What the exercise asks: Provide the records once more, identical to the original.
*****
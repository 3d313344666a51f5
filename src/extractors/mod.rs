//! Request extractors whose rejections use the API's error bodies.

mod message;
pub use message::{JsonBody, MessageIdPath};
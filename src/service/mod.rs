//! Business rules: validation, palindrome derivation, and the message service.

mod messages;
mod validation;
pub use messages::{MessageService, ServiceError};
pub use validation::{is_palindrome, validate_text, ValidationError, MAX_MESSAGE_LEN};
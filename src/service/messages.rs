//! MessageService: validates and derives before every write, then delegates to the store.

use super::validation::{is_palindrome, validate_text, ValidationError};
use crate::model::{Message, MessageId};
use crate::store::{MessageStore, StoreError};
use std::sync::Arc;
use thiserror::Error;

#[derive(Error, Debug)]
pub enum ServiceError {
    #[error(transparent)]
    Validation(#[from] ValidationError),
    #[error("no record found for id {0}")]
    NotFound(MessageId),
    #[error(transparent)]
    Storage(StoreError),
}

impl From<StoreError> for ServiceError {
    fn from(err: StoreError) -> Self {
        match err {
            StoreError::NotFound(id) => ServiceError::NotFound(id),
            other => ServiceError::Storage(other),
        }
    }
}

#[derive(Clone)]
pub struct MessageService {
    store: Arc<dyn MessageStore>,
}

impl MessageService {
    pub fn new(store: Arc<dyn MessageStore>) -> Self {
        MessageService { store }
    }

    pub async fn create(&self, text: &str) -> Result<Message, ServiceError> {
        validate_text(text)?;
        let msg = self.store.create(text, is_palindrome(text)).await?;
        tracing::info!(id = msg.id, ispalindrome = msg.is_palindrome, "message created");
        Ok(msg)
    }

    pub async fn get(&self, id: MessageId) -> Result<Message, ServiceError> {
        Ok(self.store.get(id).await?)
    }

    pub async fn list(&self) -> Result<Vec<Message>, ServiceError> {
        Ok(self.store.list().await?)
    }

    /// Full replacement of the text; the palindrome flag is recomputed and the id kept.
    pub async fn update(&self, id: MessageId, text: &str) -> Result<Message, ServiceError> {
        validate_text(text)?;
        let msg = self.store.update(id, text, is_palindrome(text)).await?;
        tracing::info!(id, ispalindrome = msg.is_palindrome, "message updated");
        Ok(msg)
    }

    pub async fn delete(&self, id: MessageId) -> Result<(), ServiceError> {
        self.store.delete(id).await?;
        tracing::info!(id, "message deleted");
        Ok(())
    }

    pub async fn ping(&self) -> Result<(), ServiceError> {
        Ok(self.store.ping().await?)
    }
}
//! Message CRUD routes. Updates are POSTs to the item path.

use crate::handlers::messages::{create, delete as delete_handler, list, read, update};
use crate::state::AppState;
use axum::{routing::get, Router};

pub fn message_routes(state: AppState) -> Router {
    Router::new()
        .route("/messages", get(list).post(create))
        .route("/messages/:id", get(read).post(update).delete(delete_handler))
        .with_state(state)
}
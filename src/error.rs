//! Typed errors and HTTP mapping.

use crate::response::error_body;
use crate::service::ValidationError;
use crate::model::MessageId;
use axum::{
    http::StatusCode,
    response::{IntoResponse, Response},
    Json,
};
use thiserror::Error;

#[derive(Error, Debug)]
pub enum ConfigError {
    #[error("missing required environment variable {0}")]
    Missing(&'static str),
    #[error("invalid value for {key}: '{value}'")]
    Invalid { key: &'static str, value: String },
}

/// Request-level failure. Every variant carries the exact text returned in the `error` field.
#[derive(Error, Debug)]
pub enum AppError {
    #[error("{0}")]
    BadRequest(String),
    #[error(transparent)]
    Validation(#[from] ValidationError),
    #[error("Message not found for id {0}")]
    NotFound(MessageId),
    #[error("Request body too large")]
    PayloadTooLarge,
    /// `cause` is logged but never sent to the client.
    #[error("{message}")]
    Internal { message: String, cause: Option<String> },
}

impl AppError {
    pub fn invalid_body() -> Self {
        AppError::BadRequest("Invalid body".into())
    }

    pub fn invalid_id() -> Self {
        AppError::BadRequest("Invalid Id".into())
    }

    pub fn internal(message: impl Into<String>) -> Self {
        AppError::Internal {
            message: message.into(),
            cause: None,
        }
    }

    pub fn internal_with_cause(message: impl Into<String>, cause: impl std::fmt::Display) -> Self {
        AppError::Internal {
            message: message.into(),
            cause: Some(cause.to_string()),
        }
    }

    pub fn status(&self) -> StatusCode {
        match self {
            AppError::BadRequest(_) | AppError::Validation(_) => StatusCode::BAD_REQUEST,
            AppError::NotFound(_) => StatusCode::NOT_FOUND,
            AppError::PayloadTooLarge => StatusCode::PAYLOAD_TOO_LARGE,
            AppError::Internal { .. } => StatusCode::INTERNAL_SERVER_ERROR,
        }
    }
}

impl IntoResponse for AppError {
    fn into_response(self) -> Response {
        let status = self.status();
        let message = self.to_string();
        match &self {
            AppError::Internal { cause: Some(cause), .. } => {
                tracing::error!(status = status.as_u16(), error = %message, cause = %cause, "request failed");
            }
            _ if status.is_server_error() => {
                tracing::error!(status = status.as_u16(), error = %message, "request failed");
            }
            _ => {
                tracing::debug!(status = status.as_u16(), error = %message, "request rejected");
            }
        }
        (status, Json(error_body(message))).into_response()
    }
}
*****
Solution to this exercise:
repository 3d313344666a51f5
filename src/extractors/mod.rs
//! Request extractors whose rejections use the API's error bodies.

mod message;
pub use message::{JsonBody, MessageIdPath};
filename src/service/mod.rs
//! Business rules: validation, palindrome derivation, and the message service.

mod messages;
mod validation;
pub use messages::{MessageService, ServiceError};
pub use validation::{is_palindrome, validate_text, ValidationError, MAX_MESSAGE_LEN};
filename src/service/messages.rs
//! MessageService: validates and derives before every write, then delegates to the store.

use super::validation::{is_palindrome, validate_text, ValidationError};
use crate::model::{Message, MessageId};
use crate::store::{MessageStore, StoreError};
use std::sync::Arc;
use thiserror::Error;

#[derive(Error, Debug)]
pub enum ServiceError {
    #[error(transparent)]
    Validation(#[from] ValidationError),
    #[error("no record found for id {0}")]
    NotFound(MessageId),
    #[error(transparent)]
    Storage(StoreError),
}

impl From<StoreError> for ServiceError {
    fn from(err: StoreError) -> Self {
        match err {
            StoreError::NotFound(id) => ServiceError::NotFound(id),
            other => ServiceError::Storage(other),
        }
    }
}

#[derive(Clone)]
pub struct MessageService {
    store: Arc<dyn MessageStore>,
}

impl MessageService {
    pub fn new(store: Arc<dyn MessageStore>) -> Self {
        MessageService { store }
    }

    pub async fn create(&self, text: &str) -> Result<Message, ServiceError> {
        validate_text(text)?;
        let msg = self.store.create(text, is_palindrome(text)).await?;
        tracing::info!(id = msg.id, ispalindrome = msg.is_palindrome, "message created");
        Ok(msg)
    }

    pub async fn get(&self, id: MessageId) -> Result<Message, ServiceError> {
        Ok(self.store.get(id).await?)
    }

    pub async fn list(&self) -> Result<Vec<Message>, ServiceError> {
        Ok(self.store.list().await?)
    }

    /// Full replacement of the text; the palindrome flag is recomputed and the id kept.
    pub async fn update(&self, id: MessageId, text: &str) -> Result<Message, ServiceError> {
        validate_text(text)?;
        let msg = self.store.update(id, text, is_palindrome(text)).await?;
        tracing::info!(id, ispalindrome = msg.is_palindrome, "message updated");
        Ok(msg)
    }

    pub async fn delete(&self, id: MessageId) -> Result<(), ServiceError> {
        self.store.delete(id).await?;
        tracing::info!(id, "message deleted");
        Ok(())
    }

    pub async fn ping(&self) -> Result<(), ServiceError> {
        Ok(self.store.ping().await?)
    }
}
//! Message CRUD routes. Updates are POSTs to the item path.

use crate::handlers::messages::{create, delete as delete_handler, list, read, update};
use crate::state::AppState;
use axum::{routing::get, Router};

pub fn message_routes(state: AppState) -> Router {
    Router::new()
        .route("/messages", get(list).post(create))
        .route("/messages/:id", get(read).post(update).delete(delete_handler))
        .with_state(state)
}
filename src/error.rs
//! Typed errors and HTTP mapping.

use crate::response::error_body;
use crate::service::ValidationError;
use crate::model::MessageId;
use axum::{
    http::StatusCode,
    response::{IntoResponse, Response},
    Json,
};
use thiserror::Error;

#[derive(Error, Debug)]
pub enum ConfigError {
    #[error("missing required environment variable {0}")]
    Missing(&'static str),
    #[error("invalid value for {key}: '{value}'")]
    Invalid { key: &'static str, value: String },
}

/// Request-level failure. Every variant carries the exact text returned in the `error` field.
#[derive(Error, Debug)]
pub enum AppError {
    #[error("{0}")]
    BadRequest(String),
    #[error(transparent)]
    Validation(#[from] ValidationError),
    #[error("Message not found for id {0}")]
    NotFound(MessageId),
    #[error("Request body too large")]
    PayloadTooLarge,
    /// `cause` is logged but never sent to the client.
    #[error("{message}")]
    Internal { message: String, cause: Option<String> },
}

impl AppError {
    pub fn invalid_body() -> Self {
        AppError::BadRequest("Invalid body".into())
    }

    pub fn invalid_id() -> Self {
        AppError::BadRequest("Invalid Id".into())
    }

    pub fn internal(message: impl Into<String>) -> Self {
        AppError::Internal {
            message: message.into(),
            cause: None,
        }
    }

    pub fn internal_with_cause(message: impl Into<String>, cause: impl std::fmt::Display) -> Self {
        AppError::Internal {
            message: message.into(),
            cause: Some(cause.to_string()),
        }
    }

    pub fn status(&self) -> StatusCode {
        match self {
            AppError::BadRequest(_) | AppError::Validation(_) => StatusCode::BAD_REQUEST,
            AppError::NotFound(_) => StatusCode::NOT_FOUND,
            AppError::PayloadTooLarge => StatusCode::PAYLOAD_TOO_LARGE,
            AppError::Internal { .. } => StatusCode::INTERNAL_SERVER_ERROR,
        }
    }
}

impl IntoResponse for AppError {
    fn into_response(self) -> Response {
        let status = self.status();
        let message = self.to_string();
        match &self {
            AppError::Internal { cause: Some(cause), .. } => {
                tracing::error!(status = status.as_u16(), error = %message, cause = %cause, "request failed");
            }
            _ if status.is_server_error() => {
                tracing::error!(status = status.as_u16(), error = %message, "request failed");
            }
            _ => {
                tracing::debug!(status = status.as_u16(), error = %message, "request rejected");
            }
        }
        (status, Json(error_body(message))).into_response()
    }
}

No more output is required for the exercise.